# E-Books



## grandpadave (Sep 29, 2011)

I should tell you guys
I have a Scribd account where I have a ton of Survival and homesteading Ebooks free to download or read on line...

I add news ones when I can... meaning they cant have copyrights...
anyway here's the link... hope you all enjoy
Dave Whitefeather (dwhitefeather) on Scribd | Scribd


----------



## Salekdarling (Aug 15, 2010)

Wow, thanks for the link!


----------



## grandpadave (Sep 29, 2011)

I'm also working on a web site...
I used to be quite the prolific writer and have several published articles
it'll be a while before it's fully up... I plan on posting a best of... first
so far I have my Combat Hunter Series ,,, and understanding twist rates for rifles see that site here
https://sites.google.com/site/grandpassurvivalshack/


----------



## worldengineer (Sep 20, 2010)

Also check out Project Gutenberg - free ebooks Its free and their are lots of great books on there.


----------



## HozayBuck (Jan 27, 2010)

worldengineer said:


> Also check out Project Gutenberg - free ebooks Its free and their are lots of great books on there.

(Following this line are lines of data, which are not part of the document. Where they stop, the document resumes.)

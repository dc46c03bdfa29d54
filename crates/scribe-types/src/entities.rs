//! Durable entities persisted by the ingestion gateway.

use chrono::{DateTime, Utc};
use serde::{Deserialize, Serialize};
use serde_json::Value;
use uuid::Uuid;

use crate::ToolCategory;

/// One conversation per external session id.
#[derive(Debug, Clone, Serialize, Deserialize)]
pub struct Conversation {
    pub id: Uuid,
    /// External CLI session id. Unique across the store.
    pub session_id: String,
    pub title: String,
    /// True once a real title has been derived from a prompt.
    pub has_real_title: bool,
    pub model: Option<String>,
    pub working_dir: Option<String>,
    pub started_at: DateTime<Utc>,
    pub ended_at: Option<DateTime<Utc>>,
    pub total_cost_usd: f64,
    pub input_tokens: u64,
    pub output_tokens: u64,
}

impl Conversation {
    pub fn new(session_id: String, started_at: DateTime<Utc>) -> Self {
        let title = format!("Session {}", started_at.format("%Y-%m-%d %H:%M"));
        Self {
            id: Uuid::new_v4(),
            session_id,
            title,
            has_real_title: false,
            model: None,
            working_dir: None,
            started_at,
            ended_at: None,
            total_cost_usd: 0.0,
            input_tokens: 0,
            output_tokens: 0,
        }
    }
}

/// Message role.
#[derive(Debug, Clone, Copy, PartialEq, Eq, Serialize, Deserialize)]
#[serde(rename_all = "snake_case")]
pub enum MessageRole {
    User,
    Assistant,
    System,
}

impl MessageRole {
    pub fn as_str(&self) -> &'static str {
        match self {
            MessageRole::User => "user",
            MessageRole::Assistant => "assistant",
            MessageRole::System => "system",
        }
    }

    pub fn parse(s: &str) -> Option<Self> {
        match s {
            "user" => Some(Self::User),
            "assistant" => Some(Self::Assistant),
            "system" => Some(Self::System),
            _ => None,
        }
    }
}

/// A persisted message.
#[derive(Debug, Clone, Serialize, Deserialize)]
pub struct StoredMessage {
    pub id: Uuid,
    pub conversation_id: Uuid,
    pub role: MessageRole,
    pub text: String,
    pub timestamp: DateTime<Utc>,
    /// Links a message to the tool call that triggered it, when known.
    pub parent_tool_use_id: Option<String>,
    /// Signature used to deduplicate transcript reconciliation inserts.
    pub dedup_signature: String,
}

impl StoredMessage {
    pub fn new(
        conversation_id: Uuid,
        role: MessageRole,
        text: String,
        timestamp: DateTime<Utc>,
    ) -> Self {
        let dedup_signature = dedup_signature(role.as_str(), &text, timestamp);
        Self {
            id: Uuid::new_v4(),
            conversation_id,
            role,
            text,
            timestamp,
            parent_tool_use_id: None,
            dedup_signature,
        }
    }
}

/// Signature for reconciliation dedup: role + content prefix + timestamp.
pub fn dedup_signature(role: &str, text: &str, timestamp: DateTime<Utc>) -> String {
    use sha2::{Digest, Sha256};
    let prefix: String = text.chars().take(64).collect();
    let mut hasher = Sha256::new();
    hasher.update(role.as_bytes());
    hasher.update(b"\x1f");
    hasher.update(prefix.as_bytes());
    hasher.update(b"\x1f");
    hasher.update(timestamp.timestamp_millis().to_le_bytes());
    format!("{:x}", hasher.finalize())
}

/// A persisted, resolved tool use.
#[derive(Debug, Clone, Serialize, Deserialize)]
pub struct ToolUseRecord {
    pub id: Uuid,
    pub conversation_id: Uuid,
    /// Owning message (the assistant message that emitted the call).
    pub message_id: Uuid,
    /// The CLI's tool-call id. Unique within a conversation.
    pub tool_use_id: String,
    pub tool_name: String,
    pub input: Value,
    pub output: Option<Value>,
    pub is_error: bool,
    pub category: ToolCategory,
    pub timestamp: DateTime<Utc>,
}

/// Webhook event lifecycle states.
///
/// `Pending → Processing → {Success | Error | Invalid | Duplicate}`.
#[derive(Debug, Clone, Copy, PartialEq, Eq, Serialize, Deserialize)]
#[serde(rename_all = "lowercase")]
pub enum EventStatus {
    Pending,
    Processing,
    Success,
    Error,
    Invalid,
    Duplicate,
}

impl EventStatus {
    pub fn as_str(&self) -> &'static str {
        match self {
            EventStatus::Pending => "pending",
            EventStatus::Processing => "processing",
            EventStatus::Success => "success",
            EventStatus::Error => "error",
            EventStatus::Invalid => "invalid",
            EventStatus::Duplicate => "duplicate",
        }
    }

    pub fn parse(s: &str) -> Option<Self> {
        match s {
            "pending" => Some(Self::Pending),
            "processing" => Some(Self::Processing),
            "success" => Some(Self::Success),
            "error" => Some(Self::Error),
            "invalid" => Some(Self::Invalid),
            "duplicate" => Some(Self::Duplicate),
            _ => None,
        }
    }

    /// Terminal states never transition again.
    pub fn is_terminal(&self) -> bool {
        !matches!(self, EventStatus::Pending | EventStatus::Processing)
    }
}

/// Audit-ledger row for one gateway request. Never deleted.
#[derive(Debug, Clone, Serialize, Deserialize)]
pub struct WebhookEvent {
    pub id: Uuid,
    /// Idempotency key. Unique across the store.
    pub request_id: String,
    pub event_type: String,
    pub session_id: String,
    pub status: EventStatus,
    pub received_at: DateTime<Utc>,
    pub processed_at: Option<DateTime<Utc>>,
    pub processing_ms: Option<u64>,
    pub conversation_id: Option<Uuid>,
    pub message_id: Option<Uuid>,
    pub tool_use_id: Option<Uuid>,
    pub error_message: Option<String>,
    pub error_code: Option<String>,
}

impl WebhookEvent {
    pub fn new(request_id: String, event_type: String, session_id: String) -> Self {
        Self {
            id: Uuid::new_v4(),
            request_id,
            event_type,
            session_id,
            status: EventStatus::Pending,
            received_at: Utc::now(),
            processed_at: None,
            processing_ms: None,
            conversation_id: None,
            message_id: None,
            tool_use_id: None,
            error_message: None,
            error_code: None,
        }
    }
}

#[cfg(test)]
mod tests {
    use super::*;

    #[test]
    fn test_status_terminality() {
        assert!(!EventStatus::Pending.is_terminal());
        assert!(!EventStatus::Processing.is_terminal());
        assert!(EventStatus::Success.is_terminal());
        assert!(EventStatus::Error.is_terminal());
        assert!(EventStatus::Invalid.is_terminal());
        assert!(EventStatus::Duplicate.is_terminal());
    }

    #[test]
    fn test_status_round_trip() {
        for s in [
            EventStatus::Pending,
            EventStatus::Processing,
            EventStatus::Success,
            EventStatus::Error,
            EventStatus::Invalid,
            EventStatus::Duplicate,
        ] {
            assert_eq!(EventStatus::parse(s.as_str()), Some(s));
        }
    }

    #[test]
    fn test_dedup_signature_stable() {
        let ts = Utc::now();
        let a = dedup_signature("user", "hello world", ts);
        let b = dedup_signature("user", "hello world", ts);
        assert_eq!(a, b);
        // Only the first 64 chars of content participate.
        let long = format!("{}{}", "x".repeat(64), "tail-a");
        let long2 = format!("{}{}", "x".repeat(64), "tail-b");
        assert_eq!(
            dedup_signature("user", &long, ts),
            dedup_signature("user", &long2, ts)
        );
        assert_ne!(a, dedup_signature("assistant", "hello world", ts));
    }
}
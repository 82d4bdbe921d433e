//! KWP2000-over-CAN ROM protocol

use async_trait::async_trait;
use romlink_core::{
    Connection, EcuEvent, EcuEventKind, EcuProtocol, PidDescriptor, ProtocolError, ProtocolResult,
    RomCallbacks, RomPhase, RomProgress, WriteOptions,
};
use romlink_params::ParameterRegistry;
use serde_json::json;
use tracing::{debug, info};

use crate::geometry::RomGeometry;
use crate::security::derive_key;
use crate::services::{service_id, sub_function, KwpService};

/// 1 MiB ROM, read in 128-byte blocks, erased in 64 KiB sectors
pub const ROM_GEOMETRY: RomGeometry = RomGeometry::new(0x10_0000, 0x80, 0x1_0000);

/// Transport names this protocol drives
pub const SUPPORTED_TRANSPORTS: &[&str] = &["openport-can", "sim-can"];

/// Reference KWP2000 protocol over a CAN adapter
///
/// Holds no per-connection state; every operation runs the full
/// programming-mode handshake on the connection it is given.
#[derive(Debug, Clone, Copy, Default)]
pub struct Kwp2000CanProtocol;

impl Kwp2000CanProtocol {
    pub fn new() -> Self {
        Self
    }

    pub fn geometry(&self) -> RomGeometry {
        ROM_GEOMETRY
    }

    /// Enter programming mode and pass security access
    async fn handshake(
        &self,
        kwp: &KwpService<'_>,
        callbacks: &RomCallbacks,
    ) -> ProtocolResult<()> {
        let session = kwp.start_programming_session().await?;
        debug!(response = %hex::encode(&session), "Programming session requested");

        callbacks.event(EcuEvent::new(EcuEventKind::SecurityAccessRequested));
        info!("Requesting security access");

        let seed = kwp.request_seed().await?;
        let key = derive_key(&seed)?;
        debug!(seed = %hex::encode(&seed), key = %hex::encode(key), "Derived security key");

        let response = kwp.send_key(&key).await?;
        let expected = [
            service_id::positive(service_id::SECURITY_ACCESS),
            sub_function::SEND_KEY,
        ];
        if response.get(..2) != Some(&expected[..]) {
            return Err(ProtocolError::SecurityAccessDenied {
                expected: hex::encode(expected),
                actual: hex::encode(&response[..response.len().min(2)]),
            });
        }

        callbacks.event(EcuEvent::new(EcuEventKind::SecurityAccessGranted));
        info!("Security access granted");
        Ok(())
    }

    async fn write_sector(
        &self,
        kwp: &KwpService<'_>,
        rom: &[u8],
        sector: usize,
        written: &mut usize,
        total: usize,
        callbacks: &RomCallbacks,
    ) -> ProtocolResult<()> {
        let geometry = ROM_GEOMETRY;
        let range = geometry.sector_range(sector);
        let address = range.start as u32;
        let size = geometry.sector_size as u32;
        let sector_data = json!({ "sector": sector, "address": format!("0x{:06X}", address) });

        callbacks.event(
            EcuEvent::new(EcuEventKind::SectorEraseStarted).with_data(sector_data.clone()),
        );
        callbacks.progress(
            RomProgress::new(RomPhase::Erasing, *written, total)
                .with_message(format!("Erasing sector {}", sector)),
        );
        info!(sector, address = %format!("0x{:06X}", address), "Erasing sector");
        kwp.erase(address, size).await?;
        callbacks.event(EcuEvent::new(EcuEventKind::SectorEraseComplete).with_data(sector_data));

        kwp.request_download(address, size).await?;

        for (i, block) in rom[range].chunks(geometry.block_size).enumerate() {
            // 1-based per sector, wrapping like the transfer-data counter
            let sequence = (i + 1) as u8;
            kwp.transfer_data(sequence, block).await?;
            *written += block.len();
            callbacks.progress(RomProgress::new(RomPhase::Writing, *written, total));
        }

        kwp.transfer_exit().await?;
        debug!(sector, "Sector programmed");
        Ok(())
    }
}

#[async_trait]
impl EcuProtocol for Kwp2000CanProtocol {
    fn name(&self) -> &str {
        "KWP2000 CAN"
    }

    async fn can_handle(&self, connection: &dyn Connection) -> ProtocolResult<bool> {
        Ok(SUPPORTED_TRANSPORTS.contains(&connection.transport_name()))
    }

    async fn read_rom(
        &self,
        connection: &dyn Connection,
        callbacks: &RomCallbacks,
    ) -> ProtocolResult<Vec<u8>> {
        let geometry = ROM_GEOMETRY;
        let kwp = KwpService::new(connection);
        self.handshake(&kwp, callbacks).await?;

        info!(
            device = %connection.device_id(),
            size = geometry.rom_size,
            blocks = geometry.block_count(),
            "Reading ROM"
        );

        let mut rom = vec![0u8; geometry.rom_size];
        for (i, chunk) in rom.chunks_mut(geometry.block_size).enumerate() {
            let address = i * geometry.block_size;
            let data = kwp
                .read_memory(address as u32, geometry.block_size as u8)
                .await?;
            chunk.copy_from_slice(&data);

            callbacks.progress(RomProgress::new(
                RomPhase::Reading,
                address + geometry.block_size,
                geometry.rom_size,
            ));
        }

        info!(size = rom.len(), "ROM read complete");
        Ok(rom)
    }

    async fn write_rom(
        &self,
        connection: &dyn Connection,
        rom: &[u8],
        options: WriteOptions<'_>,
        callbacks: &RomCallbacks,
    ) -> ProtocolResult<()> {
        let geometry = ROM_GEOMETRY;
        if rom.len() != geometry.rom_size {
            return Err(ProtocolError::InvalidRomSize {
                expected: geometry.rom_size,
                actual: rom.len(),
            });
        }
        if let (false, Some(original)) = (options.dry_run, options.original_rom) {
            if original.len() != geometry.rom_size {
                return Err(ProtocolError::InvalidRomSize {
                    expected: geometry.rom_size,
                    actual: original.len(),
                });
            }
        }

        let kwp = KwpService::new(connection);
        self.handshake(&kwp, callbacks).await?;

        if options.dry_run {
            info!("Dry run, skipping erase and programming");
            callbacks.progress(
                RomProgress::new(RomPhase::Writing, geometry.rom_size, geometry.rom_size)
                    .with_message("Dry run complete"),
            );
            return Ok(());
        }

        let sectors = match options.original_rom {
            Some(original) => geometry.changed_sectors(original, rom).ok_or(
                ProtocolError::InvalidRomSize {
                    expected: geometry.rom_size,
                    actual: original.len(),
                },
            )?,
            None => (0..geometry.sector_count()).collect(),
        };
        let total = sectors.len() * geometry.sector_size;
        info!(
            device = %connection.device_id(),
            sectors = sectors.len(),
            total_sectors = geometry.sector_count(),
            diffed = options.original_rom.is_some(),
            "Writing ROM"
        );

        let mut written = 0;
        for &sector in &sectors {
            self.write_sector(&kwp, rom, sector, &mut written, total, callbacks)
                .await?;
        }

        callbacks.progress(
            RomProgress::new(RomPhase::Verifying, total, total).with_message("Write complete"),
        );
        info!(bytes = written, "ROM write complete");
        Ok(())
    }

    async fn get_supported_pids(
        &self,
        _connection: &dyn Connection,
    ) -> ProtocolResult<Vec<PidDescriptor>> {
        Ok(ParameterRegistry::standard().pid_descriptors())
    }
}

*Yes thank you !! there is a lot of free reading in there!!.*


----------



## HozayBuck (Jan 27, 2010)

grandpadave said:


> I should tell you guys
> I have a Scribd account where I have a ton of Survival and homesteading Ebooks free to download or read on line...
> 
> I add news ones when I can... meaning they cant have copyrights...
> ...


*Yes !! thank you!!*


----------



## Tribal Warlord Thug (Jan 27, 2009)

We'-a-hnon grandpadave.............


----------



## ttruscott (Mar 6, 2009)

Thanks Dave.


----------



## grandpadave (Sep 29, 2011)

I posted a few more new ones just this morning
Scribd


----------



## IlliniWarrior (Nov 30, 2010)

*Working Scribd to It's Best Benefit*

the key to getting the most out of Scribd is to *"subscribe"* to the other members that have already accumulated book *"shelves"* or *"collections"* that are SHTF oriented ..... some subscribers have hundreds of books & articles ect divided up into *"collections"* such as bushcraft, homesteading, gardening, firearms, military, medical, and some even have *SHFT or TEOTWAWKI *titles ........

Once you find a fellow subscriber that has *"collections"* that tickle your fancy .... begin to branch out by checking this subscriber's *"following" *.... these "following" subscribers have likewise interests and will have *"shelves"* and *"collections"* filled with great additional books/articles .....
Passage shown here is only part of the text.